MacMate sits down with Esports Heaven for an interview and discusses about his life growing up, foray into esports, his broadcasting gigs in CS:GO and Valorant, problems faced by Australian casters and more.
Hey Geordie. How is it going? Tell us about your life growing up.
Yeah mate, not bad. I currently have a bit of a cough I’m trying to shake before work kicks up again. Growing up for me was pretty normal. I lived on the south coast of New South Wales in a small beach town called Shoalhaven Heads.
I played a lot of sport, did pretty well at school and got into video production as a hobby from the age of 15. As per many a 90’s kid, my love for competitive gaming started with Mario Kart 64 and Super Smash Bros against my friends.
I didn’t have a computer capable of running any ‘esports’ titles until the second half of 2011 while I was in my first year at University Of Wollongong, and even then after I downloaded CS:S I thought it was a stupid game because the bullets didn’t go where my crosshair was aiming.
What inspired you to get into a casting role? Did you delve into anything else relating to your field before you arrived at your destination, like casting, playing competitively yourself, etc.?
I guess the congested NBN (Internet) in Australia was my reason for getting into casting. I was playing competitively but got kicked from my team after my Internet would spike to 100-150ms ping from the hours of 6pm-11pm.
I ended up casting a few of my mates CyberGamer Amateur and CyberGamer Main games for a laugh, just taking the piss out of what they were doing. Everyone that was watching seemed to enjoy it so I decided to keep on casting as my internet showed no signs of improving.

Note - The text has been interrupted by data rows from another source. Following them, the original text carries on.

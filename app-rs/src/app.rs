//! The Rust native app state. The interfaces here should look like standard
//! Rust, without any FFI weirdness.

use std::sync::Arc;

use anyhow::Context;
use common::api::auth::{BearerAuthenticator, UserSignupRequest};
use common::api::def::{AppBackendApi, AppNodeProvisionApi};
use common::api::provision::NodeProvisionRequest;
use common::api::{NodePk, NodePkProof, UserPk};
use common::client::tls::dummy_lexe_ca_cert;
use common::client::NodeClient;
use common::rng::Crng;
use common::root_seed::RootSeed;
use common::{attest, constants, enclave, Secret};
use secrecy::ExposeSecret;

use crate::bindings::{Config, DeployEnv, Network};
use crate::secret_store::SecretStore;

pub struct App {
    secret_store: SecretStore,
    node_client: NodeClient,
}

impl App {
    /// Load the app state from local storage. Returns `None` if this is the
    /// first run.
    pub async fn load(_config: AppConfig) -> anyhow::Result<Option<Self>> {
        // TODO(phlip9): load from disk
        Ok(None)
    }

    pub async fn restore(
        _config: AppConfig,
        _seed_phrase: String,
    ) -> anyhow::Result<Self> {
        todo!()
    }

    pub async fn signup<R: Crng>(
        rng: &mut R,
        config: AppConfig,
    ) -> anyhow::Result<Self> {
        let gateway_url = config.gateway_url.clone();
        let use_sgx = config.use_sgx;

        // TODO: query backend (via gateway) for latest measurement
        let measurement = enclave::MOCK_MEASUREMENT;

        // sample the RootSeed

        let root_seed = RootSeed::from_rng(rng);

        // derive user key and node key

        let user_key_pair = root_seed.derive_user_key_pair();
        let user_pk = UserPk::from(*user_key_pair.public_key());
        let node_key_pair = root_seed.derive_node_key_pair(rng);
        let node_pk = NodePk(node_key_pair.public_key());

        // gen + sign the UserSignupRequest

        let node_pk_proof = NodePkProof::sign(rng, &node_key_pair);
        let signup_req = UserSignupRequest { node_pk_proof };
        let (_, signed_signup_req) = user_key_pair
            .sign_struct(&signup_req)
            .expect("Should never fail to serialize UserSignupRequest");

        // build NodeClient

        let enclave_policy = attest::EnclavePolicy {
            allow_debug: config.allow_debug_enclaves,
            trusted_mrenclaves: Some(vec![measurement]),
            trusted_mrsigner: None,
        };
        let attest_verifier = attest::ServerCertVerifier {
            expect_dummy_quote: !use_sgx,
            enclave_policy,
        };

        let bearer_authenticator =
            Arc::new(BearerAuthenticator::new(user_key_pair, None));

        let node_client = NodeClient::new(
            rng,
            &root_seed,
            bearer_authenticator,
            gateway_url,
            &dummy_lexe_ca_cert(),
            attest_verifier,
            constants::NODE_PROVISION_HTTPS,
            constants::NODE_RUN_HTTPS,
        )
        .context("Failed to build NodeClient")?;

        // TODO(phlip9): retries?

        // signup the user

        node_client
            .signup(signed_signup_req.cloned())
            .await
            .context("Failed to signup user")?;

        // provision new node enclave

        // TODO(phlip9): we could get rid of this extra RootSeed copy on the
        // stack by using something like a `Cow<'a, &RootSeed>` in
        // `NodeProvisionRequest`. Ofc we still have the seed serialized in a
        // heap-allocated json blob when we make the request, which is much
        // harder for us to zeroize...
        let root_seed_clone =
            RootSeed::new(Secret::new(*root_seed.expose_secret()));

        node_client
            .provision(NodeProvisionRequest {
                user_pk,
                node_pk,
                root_seed: root_seed_clone,
            })
            .await
            .context("Failed to provision node")?;

        // we've successfully signed up and provisioned our node; we can finally
        // "commit" and persist our root seed

        let secret_store = SecretStore::new();
        secret_store
            .write_root_seed(&root_seed)
            .context("Failed to persist root seed")?;

        // TODO(phlip9): how to logs
        // info!("node_client.provision() success");

        Ok(Self {
            secret_store,
            node_client,
        })
    }

    pub fn client(&self) -> &NodeClient {
        &self.node_client
    }

    pub fn secret_store(&self) -> &SecretStore {
        &self.secret_store
    }
}

/// Pure-Rust configuration for a particular user app.
pub struct AppConfig {
    pub network: common::cli::Network,
    pub gateway_url: String,
    pub use_sgx: bool,
    pub allow_debug_enclaves: bool,
}

impl From<Config> for AppConfig {
    fn from(config: Config) -> Self {
        use DeployEnv::*;
        use Network::*;

        let deploy_env = config.deploy_env;
        let network = config.network;

        // Since we might be running on a real mobile device, we need to
        // set this value at build time, on the host.
        // TODO: .env is not sourced at build time...
        // let build_gateway_url = std::env!("DEV_GATEWAY_URL");
        // let build_use_sgx = std::env!("SGX") == "true";
        let build_gateway_url = "http://phlipdesk.local:4040";
        let build_use_sgx = false;
        let allow_debug_enclaves = deploy_env == Dev;

        match (&deploy_env, &network) {
            (Prod, Bitcoin) => todo!(),
            (Staging, Testnet) => todo!(),
            (Dev, Testnet) => todo!(),
            (Dev, Regtest) => Self {
                network: network.into(),
                gateway_url: build_gateway_url.to_owned(),
                use_sgx: build_use_sgx,
                allow_debug_enclaves,
            },
            _ => panic!(
                "Bad app config combination: {deploy_env:?} build is not \
                 compatible with {network:?} network"
            ),
        }
    }
}

impl From<Network> for common::cli::Network {
    fn from(network: Network) -> Self {
        match network {
            Network::Bitcoin => common::cli::MAINNET_NETWORK,
            Network::Testnet => common::cli::TESTNET_NETWORK,
            Network::Regtest => common::cli::REGTEST_NETWORK,
        }
    }
}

From there I just grinded out thousands of games of CGA - CGP, ESEA Open/MDL, played a season of competitive in between, came 2nd in one of ESEA’s caster challenge and just kept on climbing the rungs and focusing on improvement.
You’re primarily into commentating CS:GO games, however, you are also giving Valorant a try. Is it difficult to find a solid ground in the CS commentating landscape careerwise due to which branching out to Valorant seemed like a logical option?
Valorant is great but there has been little to no opportunities for casting it consistently locally or internationally because every man and his dog is trying to jump on the bandwagon.
The CS landscape for us last year ended up working out in our favour because we were able to pick up a lot of international B streams and cast some S tier CSGO so we were very fortunate in that regard, this year I’m hoping we get that same opportunity again.
Why go with Valorant and not any other title? What’s so special about the game?
I am always looking to improve my casting and a great way to challenge and push yourself is by learning to cast different games. Valorant is an easy fit due to the similarities between it and CSGO.
I have previously casted some other titles including Rocket League and WarCraft 3, I’ve also always wanted to cast PUBG, Overwatch, LOL, Fortnite and Smash Bros Melee but the stars haven’t aligned for me on those.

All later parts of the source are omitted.